Another big aspect of the Mentor Program is the lessons learned by Hampden-Sydney men themselves. The littles at the elementary school depend on the mentors for many things including stability in their lives, and if the mentors fail to show up there are more than just consequences for the mentor—the little brother was let down. This program is teaching Hampden-Sydney men a new definition of responsibility. Hubbard also commented on the lessons Hampden-Sydney men are learning in regards to race. “Given recent events, I think the fact that most of the kids we mentor are black and that most of the guys that are involved in it are white really opens their perspective up if they had preconceived notions about the opposite race. It breaks those down a little bit and shows them that they are responsible for the next generation regardless of what color the next generation is.” Lessons like these are great benefits for those giving their time to a worthy cause.

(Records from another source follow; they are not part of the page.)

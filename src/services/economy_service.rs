//! Economy Service - coin prices and the actions that spend coins.
//!
//! Every paid action checks the balance first for a precise message, then
//! writes inside one store transaction whose debit is conditional on the
//! balance, so a concurrent spend can never take coins below zero.

use serde::{Deserialize, Serialize};

use super::Mutation;
use super::habit_service::owned_habit;
use crate::domain::{
    DomainError, FoundedTeam, Habit, NewTeam, StaleView, Team, TeamMember, TeamRole,
};
use crate::infrastructure::AppState;

pub const TEAM_CREATION_FEE: i64 = 1000;
pub const TEAM_JOIN_FEE: i64 = 500;
pub const XP_PER_LEVEL: i64 = 1000;

/// `base × 2^breaks`. Overflow is a validation error.
pub fn recovery_cost(base: i64, breaks: i32) -> Result<i64, DomainError> {
    let overflow = || {
        DomainError::Validation(
            "Streak recovery is no longer available for this habit: the cost is too large"
                .to_string(),
        )
    };
    if base < 0 || breaks < 0 {
        return Err(DomainError::Validation(
            "Recovery cost inputs cannot be negative".to_string(),
        ));
    }
    let multiplier = 2i64.checked_pow(breaks as u32).ok_or_else(overflow)?;
    base.checked_mul(multiplier).ok_or_else(overflow)
}

/// Progress through the current level. The stored level is shown as is.
#[derive(Debug, Clone, PartialEq, Serialize)]
pub struct LevelProgress {
    pub level: i32,
    pub xp: i64,
    pub xp_into_level: i64,
    pub xp_per_level: i64,
    /// 0.0 up to (excluding) 1.0
    pub fraction: f64,
}

pub fn level_progress(xp: i64, level: i32) -> LevelProgress {
    let xp_into_level = xp.max(0) % XP_PER_LEVEL;
    LevelProgress {
        level,
        xp,
        xp_into_level,
        xp_per_level: XP_PER_LEVEL,
        fraction: xp_into_level as f64 / XP_PER_LEVEL as f64,
    }
}

/// Price of recovering one habit's streak right now
#[derive(Debug, Clone, Serialize)]
pub struct RecoveryQuote {
    pub habit_id: String,
    pub cost: i64,
    pub streak_breaks_count: i32,
    /// Whether the habit is in a recoverable state (zero streak after at
    /// least one completion)
    pub available: bool,
    pub affordable: bool,
}

#[derive(Debug, Clone, Serialize)]
pub struct RecoveryReceipt {
    pub habit: Habit,
    pub cost: i64,
    pub coin_balance: i64,
}

#[derive(Debug, Clone, Default, Deserialize, utoipa::ToSchema)]
pub struct TeamForm {
    pub name: Option<String>,
    pub description: Option<String>,
}

#[derive(Debug, Clone, Serialize)]
pub struct TeamReceipt<T> {
    #[serde(flatten)]
    pub value: T,
    pub fee: i64,
    pub coin_balance: i64,
}

fn is_recoverable(habit: &Habit) -> bool {
    habit.streak == 0 && habit.last_completion_date.is_some()
}

/// Fail with the exact shortfall when the caller cannot pay `price`.
/// A caller without a profile has 0 coins.
async fn require_balance(state: &AppState, user_id: &str, price: i64) -> Result<(), DomainError> {
    let available = match state.profile_repo.find_by_id(user_id).await? {
        Some(profile) => profile.coins,
        None => 0,
    };
    if available < price {
        let err = DomainError::InsufficientCoins {
            required: price,
            available,
        };
        tracing::warn!("User {} rejected: {}", user_id, err);
        return Err(err);
    }
    Ok(())
}

pub async fn get_recovery_cost(
    state: &AppState,
    user_id: &str,
    habit_id: &str,
) -> Result<RecoveryQuote, DomainError> {
    let habit = owned_habit(state, user_id, habit_id).await?;
    let cost = recovery_cost(habit.streak_recovery_cost, habit.streak_breaks_count)?;
    let coins = state
        .profile_repo
        .find_by_id(user_id)
        .await?
        .map(|p| p.coins)
        .unwrap_or(0);

    Ok(RecoveryQuote {
        available: is_recoverable(&habit),
        affordable: coins >= cost,
        habit_id: habit.id,
        cost,
        streak_breaks_count: habit.streak_breaks_count,
    })
}

/// Pay to acknowledge a broken streak: breaks + 1 and coins - cost, as one
/// unit. The streak itself stays at 0.
pub async fn recover_streak(
    state: &AppState,
    user_id: &str,
    habit_id: &str,
) -> Result<Mutation<RecoveryReceipt>, DomainError> {
    let habit = owned_habit(state, user_id, habit_id).await?;

    if habit.streak != 0 {
        return Err(DomainError::Precondition(
            "This habit's streak is not broken".to_string(),
        ));
    }
    if habit.last_completion_date.is_none() {
        return Err(DomainError::Precondition(
            "This habit has never been completed, so there is no streak to recover".to_string(),
        ));
    }

    let cost = recovery_cost(habit.streak_recovery_cost, habit.streak_breaks_count)?;
    require_balance(state, user_id, cost).await?;

    let charged = state
        .habit_repo
        .record_recovery(&habit.id, user_id, habit.streak_breaks_count, cost)
        .await?;

    tracing::info!(
        "User {} recovered streak of habit {} for {} coins (breaks: {}, balance: {})",
        user_id,
        habit.id,
        cost,
        charged.value.streak_breaks_count,
        charged.profile.coins
    );
    Ok(Mutation::new(
        RecoveryReceipt {
            habit: charged.value,
            cost,
            coin_balance: charged.profile.coins,
        },
        format!("Streak recovered for {} coins", cost),
        &[StaleView::Profile, StaleView::Habits, StaleView::Stats],
    ))
}

pub async fn list_teams(
    state: &AppState,
    search: Option<String>,
) -> Result<Vec<Team>, DomainError> {
    state.team_repo.find_all(search).await
}

pub async fn team_members(
    state: &AppState,
    team_id: &str,
) -> Result<Vec<TeamMember>, DomainError> {
    if state.team_repo.find_by_id(team_id).await?.is_none() {
        return Err(DomainError::NotFound("Team"));
    }
    state.team_repo.members(team_id).await
}

/// Found a team for `TEAM_CREATION_FEE` coins; the caller becomes leader
pub async fn create_team(
    state: &AppState,
    user_id: &str,
    form: TeamForm,
) -> Result<Mutation<TeamReceipt<FoundedTeam>>, DomainError> {
    let name = form.name.unwrap_or_default().trim().to_string();
    if name.is_empty() {
        return Err(DomainError::Validation("Team name is required".to_string()));
    }
    let description = form
        .description
        .map(|d| d.trim().to_string())
        .filter(|d| !d.is_empty());

    require_balance(state, user_id, TEAM_CREATION_FEE).await?;

    let charged = state
        .team_repo
        .create_with_leader(
            NewTeam {
                name,
                description,
                created_by: user_id.to_string(),
            },
            TEAM_CREATION_FEE,
        )
        .await?;

    tracing::info!(
        "User {} founded team {} for {} coins (balance {})",
        user_id,
        charged.value.team.id,
        TEAM_CREATION_FEE,
        charged.profile.coins
    );
    let message = format!("Team '{}' created", charged.value.team.name);
    Ok(Mutation::new(
        TeamReceipt {
            value: charged.value,
            fee: TEAM_CREATION_FEE,
            coin_balance: charged.profile.coins,
        },
        message,
        &[StaleView::Profile, StaleView::Teams],
    ))
}

/// Join a team as `member` for `TEAM_JOIN_FEE` coins
pub async fn join_team(
    state: &AppState,
    user_id: &str,
    team_id: &str,
) -> Result<Mutation<TeamReceipt<TeamMember>>, DomainError> {
    let team = state
        .team_repo
        .find_by_id(team_id)
        .await?
        .ok_or(DomainError::NotFound("Team"))?;

    if state
        .team_repo
        .find_membership(team_id, user_id)
        .await?
        .is_some()
    {
        return Err(DomainError::Precondition(
            "You are already a member of this team".to_string(),
        ));
    }

    require_balance(state, user_id, TEAM_JOIN_FEE).await?;

    let charged = state
        .team_repo
        .add_member(team_id, user_id, TeamRole::Member, TEAM_JOIN_FEE)
        .await?;

    tracing::info!(
        "User {} joined team {} for {} coins (balance {})",
        user_id,
        team.id,
        TEAM_JOIN_FEE,
        charged.profile.coins
    );
    Ok(Mutation::new(
        TeamReceipt {
            value: charged.value,
            fee: TEAM_JOIN_FEE,
            coin_balance: charged.profile.coins,
        },
        format!("Welcome to {}!", team.name),
        &[StaleView::Profile, StaleView::Teams],
    ))
}
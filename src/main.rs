use std::net::SocketAddr;
use tracing_subscriber::{layer::SubscriberExt, util::SubscriberInitExt};

use habitquest::{AppState, auth, config, db, seed, server};

#[tokio::main]
async fn main() {
    // Initialize tracing
    tracing_subscriber::registry()
        .with(
            tracing_subscriber::EnvFilter::try_from_default_env()
                .unwrap_or_else(|_| "habitquest=debug,tower_http=debug".into()),
        )
        .with(tracing_subscriber::fmt::layer().with_writer(std::io::stderr))
        .init();

    // Load configuration
    dotenvy::dotenv().ok();

    // Check for --profile CLI argument
    let args: Vec<String> = std::env::args().collect();
    if let Some(pos) = args.iter().position(|arg| arg == "--profile")
        && let Some(val) = args.get(pos + 1)
    {
        // SAFETY: nothing else reads the environment yet
        unsafe { std::env::set_var("PROFILE", val) };
    }

    let config = config::Config::from_env();

    if let Err(e) = auth::ensure_secret_configured() {
        tracing::error!("{}", e);
        std::process::exit(1);
    }

    // Initialize database
    let db = db::init_db(&config.database_url)
        .await
        .expect("Failed to initialize database");

    if config.seed_demo {
        tracing::info!("Seeding demo data...");
        if let Err(e) = seed::seed_demo_data(&db).await {
            tracing::error!("Failed to seed data: {}", e);
        } else {
            tracing::info!("Demo data seeded successfully.");
        }
    }

    let state = AppState::new(db).with_tick_interval(Some(config.session_tick));
    let app = server::build_app(state, &config.cors_allowed_origins);

    // Find available port
    let port = server::find_available_port(config.port).expect("Failed to find available port");

    if port != config.port {
        tracing::warn!(
            "Preferred port {} was not available, using port {} instead",
            config.port,
            port
        );
    }

    // Start server
    let addr = SocketAddr::from(([0, 0, 0, 0], port));
    tracing::info!("HabitQuest listening on {} (profile: {})", addr, config.profile);

    let listener = tokio::net::TcpListener::bind(addr)
        .await
        .expect("Failed to bind address");
    axum::serve(listener, app).await.expect("Server error");
}
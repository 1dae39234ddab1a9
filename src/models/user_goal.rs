use sea_orm::entity::prelude::*;
use serde::{Deserialize, Serialize};

#[derive(Clone, Debug, PartialEq, DeriveEntityModel, Serialize, Deserialize)]
#[sea_orm(table_name = "user_goals")]
pub struct Model {
    #[sea_orm(primary_key, auto_increment = false)]
    pub id: String,
    pub user_id: String,
    pub category: String,
    pub description: Option<String>,
    pub target: Option<String>,
    pub created_at: String,
}

#[derive(Copy, Clone, Debug, EnumIter, DeriveRelation)]
pub enum Relation {
    #[sea_orm(
        belongs_to = "super::profile::Entity",
        from = "Column::UserId",
        to = "super::profile::Column::Id"
    )]
    Profile,
}

impl Related<super::profile::Entity> for Entity {
    fn to() -> RelationDef {
        Relation::Profile.def()
    }
}

impl ActiveModelBehavior for ActiveModel {}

Since the founding of the HSC Mentor program, the numbers have grown from the 20s and 30s to a current high of 88 members. The program holds events every semester, sometimes collaborating with Longwood. This coming spring, the program is going to hold its annual “Field Day,” and many people say that is a great highlight to the program. Woodward, Hubbard, and Boydoh all mentioned that participation in the program only actually requires an hour per week at least, and that it doesn’t take that much to really make an impact on a child’s life—willing, able and positive role models are encouraged to join and benefit a member of the community.